# **** Dont Jump the Gun ****



## catcapper (Feb 11, 2010)

I've had folks bring'in me hides this year to buy and have had to turn most of them down.

I know guys and gals like to get their steel out as soom as the weather has run cold, but---> the fur market is not gonna be very nice to some trappers this season on early fur--- so --- don't jump the gun--- and give it an extra month or so before lay'in your steel.

Water critters are gonna float some to see if the hold overs can buck up the market a bit before a dump so don't hold your breath to pay for fuel.

Western/Northern heavies on cats and coyotes should be fairly strong and later winter hides is where the money will be.

The fellas that trap old growth timber should be happy with heavy Sable--- I'll bet they will hang around last years prices.

So--- don't be waste'in time bring'in in early fur--- nuf said.lol.

awprint:


----------



## hassell (Feb 9, 2010)

Thanks for sharing Cat, I agree.


----------



## SWAMPBUCK10PT (Apr 5, 2010)

*Good advice CAT*


----------



## azpredatorhunter (Jul 24, 2012)

You betcha... I learned that lesson once.

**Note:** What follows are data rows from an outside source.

//! Error types for the prediction dispatcher engine.

use thiserror::Error;

/// Result type alias for engine operations.
pub type Result<T> = std::result::Result<T, EngineError>;

/// Main error type for the prediction orchestration engine.
#[derive(Error, Debug)]
pub enum EngineError {
    /// The student profile could not be resolved for the given identity.
    #[error("student not found: {0}")]
    NotFound(String),

    /// The expander produced zero inputs, or a structural invariant failed.
    #[error("invalid input: {0}")]
    InvalidInput(String),

    /// Upstream returned HTTP 422 with a field-level validation body.
    #[error("validation error: {0}")]
    Validation(String),

    /// Timeout, connection failure, or a non-422 non-2xx HTTP status.
    #[error("transport error: {0}")]
    Transport(String),

    /// Response parsed but failed per-element shape validation.
    #[error("response shape error: {0}")]
    ResponseShape(String),

    /// The invocation was cancelled before it completed.
    #[error("cancelled")]
    Cancelled,

    /// JSON (de)serialization errors.
    #[error("JSON error: {0}")]
    Json(#[from] serde_json::Error),

    /// Raw reqwest transport failure, wrapped before classification.
    #[error("HTTP error: {0}")]
    Http(#[from] reqwest::Error),

    /// Configuration errors.
    #[error("configuration error: {0}")]
    Config(String),

    /// Generic error with added context.
    #[error("{context}: {source}")]
    WithContext {
        context: String,
        source: Box<EngineError>,
    },

    /// Catch-all for errors that don't fit the taxonomy above.
    #[error("{0}")]
    Other(String),
}

impl EngineError {
    /// Attach context to an error, preserving the original variant.
    pub fn context(self, context: impl Into<String>) -> Self {
        EngineError::WithContext {
            context: context.into(),
            source: Box::new(self),
        }
    }

    pub fn config(msg: impl Into<String>) -> Self {
        EngineError::Config(msg.into())
    }

    pub fn invalid_input(msg: impl Into<String>) -> Self {
        EngineError::InvalidInput(msg.into())
    }

    pub fn not_found(id: impl Into<String>) -> Self {
        EngineError::NotFound(id.into())
    }

    pub fn transport(msg: impl Into<String>) -> Self {
        EngineError::Transport(msg.into())
    }

    pub fn response_shape(msg: impl Into<String>) -> Self {
        EngineError::ResponseShape(msg.into())
    }

    pub fn other(msg: impl Into<String>) -> Self {
        EngineError::Other(msg.into())
    }

    /// True for errors the retry cascade (Stage 2 / Stage 3) should recover from.
    pub fn is_retryable(&self) -> bool {
        matches!(self, EngineError::Transport(_) | EngineError::Http(_))
    }
}

/// Extension trait for adding context to `Result`s, mirroring the engine's
/// error-context convention at stage boundaries.
pub trait ResultExt<T> {
    fn context(self, context: impl Into<String>) -> Result<T>;
}

impl<T> ResultExt<T> for Result<T> {
    fn context(self, context: impl Into<String>) -> Result<T> {
        self.map_err(|e| e.context(context))
    }
}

It's hard to sit here during the open trapping season knowing that I have another five weeks or more to wait. Now if I didn't have back problems I could trap the higher elevations, but that would take an entire day to run, and I don't have enough traps to make it worthwhile.


----------



## Dang Dawg (Jan 14, 2013)

In years past we have found the better $$$$ on our coyote hides is As soon as they turn.

Like now to Christmas. There in MUCH better shape, not may burrs and there long guard hairs are not broke/froze off. We sell them green but we freeze them rolled up, we have sold many from last season around Halloween and normally get near top $$$ for green hides.

Thanks we will check before we sell them and maybe just keep them in the freezer.

PS:

Last year we sold 50 pelts and averaged $55 for frozen green , Montana pail prime pelts.


----------